[PROBLEM DESCRIPTION] Go through the data below and return each line containing the word "output".

[SUPPLIED INFORMATION]
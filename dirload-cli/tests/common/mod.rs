//! Common test utilities for CLI integration tests.
//!
//! This module provides shared helpers for CLI testing, including:
//! - Test environment setup with temporary directories
//! - Command builder helpers that isolate configuration
//! - Media directory fixtures

use assert_cmd::Command;
use dirload::config::environment::ALL_VARS;
use std::path::{Path, PathBuf};
use tempfile::TempDir;

/// Environment variables outside the config schema that the CLI reads.
const OTHER_VARS: &[&str] = &["DIRLOAD_CONFIG_DIR", "DIRLOAD_LOG_MODE"];

/// Test environment with an isolated configuration directory.
///
/// This struct provides an isolated test environment with:
/// - A temporary directory for media files
/// - A separate, initially empty, configuration directory
pub struct TestEnv {
    /// Temporary directory (kept alive for the duration of the test)
    #[allow(dead_code)]
    temp_dir: TempDir,
    /// Path to the temporary directory
    pub temp_path: PathBuf,
    /// Path to the dirload configuration directory
    pub config_dir: PathBuf,
}

#[allow(dead_code)]
impl TestEnv {
    /// Create a new test environment.
    pub fn new() -> Self {
        let temp_dir = tempfile::tempdir().expect("Failed to create temp dir");
        let temp_path = temp_dir.path().to_path_buf();
        let config_dir = temp_path.join("config");
        std::fs::create_dir_all(&config_dir).expect("Failed to create config dir");

        Self {
            temp_dir,
            temp_path,
            config_dir,
        }
    }

    /// Get a command builder with no `DIRLOAD_*` variables inherited.
    ///
    /// The user's own configuration file may still be picked up; use
    /// [`TestEnv::command`] to point at this environment's instead.
    pub fn command_bare(&self) -> Command {
        let mut cmd = Command::cargo_bin("dirload").expect("Failed to find dirload binary");
        for var in ALL_VARS.iter().chain(OTHER_VARS) {
            cmd.env_remove(var);
        }
        cmd
    }

    /// Get a command builder with the configuration directory pre-configured.
    pub fn command(&self) -> Command {
        let mut cmd = self.command_bare();
        cmd.arg("--config-dir").arg(&self.config_dir);
        cmd
    }

    /// Get the temp path.
    pub fn path(&self) -> &Path {
        &self.temp_path
    }

    /// Write the user configuration file.
    pub fn write_config(&self, content: &str) -> PathBuf {
        let path = self.config_dir.join("config.yaml");
        std::fs::write(&path, content).expect("Failed to write config");
        path
    }

    /// Create a directory of empty files under the temporary directory.
    pub fn media_dir(&self, name: &str, files: &[&str]) -> PathBuf {
        let dir = self.temp_path.join(name);
        std::fs::create_dir_all(&dir).expect("Failed to create media directory");
        for file in files {
            std::fs::write(dir.join(file), b"").expect("Failed to create media file");
        }
        dir
    }
}

/// Path of `name` inside `dir` as a string.
#[allow(dead_code)]
pub fn file_in(dir: &Path, name: &str) -> String {
    dir.join(name).to_string_lossy().into_owned()
}

/// Split command output into its non-empty lines.
#[allow(dead_code)]
pub fn lines(output: &[u8]) -> Vec<String> {
    String::from_utf8_lossy(output)
        .lines()
        .filter(|line| !line.is_empty())
        .map(String::from)
        .collect()
}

[COMPLETED TASK]
/// Split command output into its non-empty lines.
pub fn lines(output: &[u8]) -> Vec<String> {
    String::from_utf8_lossy(output)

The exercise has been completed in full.